• _Exercise brief_
Every entry in the data below needs to be repeated exactly.

• _Stored data entries_
//! Theme model
//!
//! A theme bundles the cosmetic and tuning parameters for a run. Themes are
//! immutable once produced and replaced wholesale; a response that fails any
//! structural check is rejected in favor of [`Theme::default`].

pub mod color;
pub mod generator;

use serde::{Deserialize, Serialize};
use thiserror::Error;

pub use color::{Color, ColorParseError};
pub use generator::{ThemeOutcome, ThemeSource, compose_prompt, generate_theme};

/// Obstacle geometry
#[derive(Debug, Clone, Copy, PartialEq, Eq, Default, Serialize, Deserialize)]
#[serde(rename_all = "lowercase")]
pub enum ShapeType {
    #[default]
    Box,
    Sphere,
    Cylinder,
    Dodecahedron,
}

impl ShapeType {
    pub fn as_str(&self) -> &'static str {
        match self {
            ShapeType::Box => "box",
            ShapeType::Sphere => "sphere",
            ShapeType::Cylinder => "cylinder",
            ShapeType::Dodecahedron => "dodecahedron",
        }
    }
}

/// Palette for every themed surface
#[derive(Debug, Clone, PartialEq, Serialize, Deserialize)]
pub struct ThemeColors {
    /// Sky/background
    pub background: Color,
    /// Floor plane
    pub ground: Color,
    pub player: Color,
    pub obstacle: Color,
    /// Distance fog (usually matches background)
    pub fog: Color,
    /// Primary light
    pub sun: Color,
}

/// Visual/gameplay parameters for a run
#[derive(Debug, Clone, PartialEq, Serialize, Deserialize)]
#[serde(rename_all = "camelCase")]
pub struct Theme {
    pub name: String,
    pub description: String,
    pub colors: ThemeColors,
    pub shape_type: ShapeType,
    /// Expected 0.01 - 0.15
    pub fog_density: f32,
    /// Expected 0.5 - 3.0
    pub lighting_intensity: f32,
    /// Expected 0.8 - 1.5; scales starting speed and spawn density
    pub speed_modifier: f32,
}

impl Default for Theme {
    fn default() -> Self {
        Self {
            name: "Neon Default".to_string(),
            description: "A classic retro-wave aesthetic.".to_string(),
            colors: ThemeColors {
                background: Color::rgb(0x10, 0x10, 0x10),
                ground: Color::rgb(0x1a, 0x1a, 0x1a),
                player: Color::rgb(0x00, 0xff, 0xff),
                obstacle: Color::rgb(0xff, 0x00, 0x55),
                fog: Color::rgb(0x10, 0x10, 0x10),
                sun: Color::rgb(0xff, 0x00, 0xff),
            },
            shape_type: ShapeType::Box,
            fog_density: 0.05,
            lighting_intensity: 1.5,
            speed_modifier: 1.0,
        }
    }
}

/// Why a theme could not be produced
#[derive(Debug, Error)]
pub enum ThemeError {
    #[error("prompt is empty")]
    EmptyPrompt,
    #[error("no API key configured")]
    MissingCredentials,
    #[error("theme request failed: {0}")]
    Transport(String),
    #[error("empty response from theme service")]
    EmptyResponse,
    #[error("malformed theme: {0}")]
    Malformed(#[from] serde_json::Error),
    #[error("theme field {field} out of range: {value}")]
    OutOfRange { field: &'static str, value: f32 },
}

impl ThemeError {
    /// Short message suitable for the UI
    pub fn notice(&self) -> &'static str {
        match self {
            ThemeError::EmptyPrompt => "Describe a theme first.",
            ThemeError::MissingCredentials => "Failed to generate theme. Check API Key.",
            ThemeError::Transport(_) => "Theme service unreachable. Using default theme.",
            ThemeError::EmptyResponse
            | ThemeError::Malformed(_)
            | ThemeError::OutOfRange { .. } => "Theme service returned an unusable theme. Using default theme.",
        }
    }
}

impl Theme {
    /// Parse and validate a theme document. Partial or invalid documents are
    /// rejected as a whole.
    pub fn from_json(json: &str) -> Result<Self, ThemeError> {
        if json.trim().is_empty() {
            return Err(ThemeError::EmptyResponse);
        }
        let theme: Theme = serde_json::from_str(json)?;
        theme.validate()?;
        Ok(theme)
    }

    /// Check numeric fields beyond what the schema enforces
    pub fn validate(&self) -> Result<(), ThemeError> {
        let positive = [
            ("fogDensity", self.fog_density),
            ("speedModifier", self.speed_modifier),
        ];
        for (field, value) in positive {
            if !value.is_finite() || value <= 0.0 {
                return Err(ThemeError::OutOfRange { field, value });
            }
        }
        if !self.lighting_intensity.is_finite() || self.lighting_intensity < 0.0 {
            return Err(ThemeError::OutOfRange {
                field: "lightingIntensity",
                value: self.lighting_intensity,
            });
        }
        Ok(())
    }
}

• _Worked solution_
//! Theme model
//!
//! A theme bundles the cosmetic and tuning parameters for a run. Themes are
//! immutable once produced and replaced wholesale; a response that fails any
//! structural check is rejected in favor of [`Theme::default`].

pub mod color;
pub mod generator;

use serde::{Deserialize, Serialize};
use thiserror::Error;

pub use color::{Color, ColorParseError};
pub use generator::{ThemeOutcome, ThemeSource, compose_prompt, generate_theme};

/// Obstacle geometry
#[derive(Debug, Clone, Copy, PartialEq, Eq, Default, Serialize, Deserialize)]
#[serde(rename_all = "lowercase")]
pub enum ShapeType {
    #[default]
    Box,
    Sphere,
    Cylinder,
    Dodecahedron,
}

impl ShapeType {
    pub fn as_str(&self) -> &'static str {
        match self {
            ShapeType::Box => "box",
            ShapeType::Sphere => "sphere",
            ShapeType::Cylinder => "cylinder",
            ShapeType::Dodecahedron => "dodecahedron",
        }
    }
}

/// Palette for every themed surface
#[derive(Debug, Clone, PartialEq, Serialize, Deserialize)]
pub struct ThemeColors {
    /// Sky/background
    pub background: Color,
    /// Floor plane
    pub ground: Color,
    pub player: Color,
    pub obstacle: Color,
    /// Distance fog (usually matches background)
    pub fog: Color,
    /// Primary light
    pub sun: Color,
}

/// Visual/gameplay parameters for a run
#[derive(Debug, Clone, PartialEq, Serialize, Deserialize)]
#[serde(rename_all = "camelCase")]
pub struct Theme {
    pub name: String,
    pub description: String,
    pub colors: ThemeColors,
    pub shape_type: ShapeType,
    /// Expected 0.01 - 0.15
    pub fog_density: f32,
    /// Expected 0.5 - 3.0
    pub lighting_intensity: f32,
    /// Expected 0.8 - 1.5; scales starting speed and spawn density
    pub speed_modifier: f32,
}

impl Default for Theme {
    fn default() -> Self {
        Self {
            name: "Neon Default".to_string(),
            description: "A classic retro-wave aesthetic.".to_string(),
            colors: ThemeColors {
                background: Color::rgb(0x10, 0x10, 0x10),
                ground: Color::rgb(0x1a, 0x1a, 0x1a),
                player: Color::rgb(0x00, 0xff, 0xff),
                obstacle: Color::rgb(0xff, 0x00, 0x55),
                fog: Color::rgb(0x10, 0x10, 0x10),
                sun: Color::rgb(0xff, 0x00, 0xff),
            },
            shape_type: ShapeType::Box,
            fog_density: 0.05,
            lighting_intensity: 1.5,
            speed_modifier: 1.0,
        }
    }
}

/// Why a theme could not be produced
#[derive(Debug, Error)]
pub enum ThemeError {
    #[error("prompt is empty")]
    EmptyPrompt,
    #[error("no API key configured")]
    MissingCredentials,
    #[error("theme request failed: {0}")]
    Transport(String),
    #[error("empty response from theme service")]
    EmptyResponse,
    #[error("malformed theme: {0}")]
    Malformed(#[from] serde_json::Error),
    #[error("theme field {field} out of range: {value}")]
    OutOfRange { field: &'static str, value: f32 },
}

impl ThemeError {
    /// Short message suitable for the UI
    pub fn notice(&self) -> &'static str {
        match self {
            ThemeError::EmptyPrompt => "Describe a theme first.",
            ThemeError::MissingCredentials => "Failed to generate theme. Check API Key.",
            ThemeError::Transport(_) => "Theme service unreachable. Using default theme.",
            ThemeError::EmptyResponse
            | ThemeError::Malformed(_)
            | ThemeError::OutOfRange { .. } => "Theme service returned an unusable theme. Using default theme.",
        }
    }
}

impl Theme {
    /// Parse and validate a theme document. Partial or invalid documents are
    /// rejected as a whole.
    pub fn from_json(json: &str) -> Result<Self, ThemeError> {
        if json.trim().is_empty() {
            return Err(ThemeError::EmptyResponse);
        }
        let theme: Theme = serde_json::from_str(json)?;
        theme.validate()?;
        Ok(theme)
    }

    /// Check numeric fields beyond what the schema enforces
    pub fn validate(&self) -> Result<(), ThemeError> {
        let positive = [
            ("fogDensity", self.fog_density),
            ("speedModifier", self.speed_modifier),
        ];
        for (field, value) in positive {
            if !value.is_finite() || value <= 0.0 {
                return Err(ThemeError::OutOfRange { field, value });
            }
        }
        if !self.lighting_intensity.is_finite() || self.lighting_intensity < 0.0 {
            return Err(ThemeError::OutOfRange {
                field: "lightingIntensity",
                value: self.lighting_intensity,
            });
        }
        Ok(())
    }
}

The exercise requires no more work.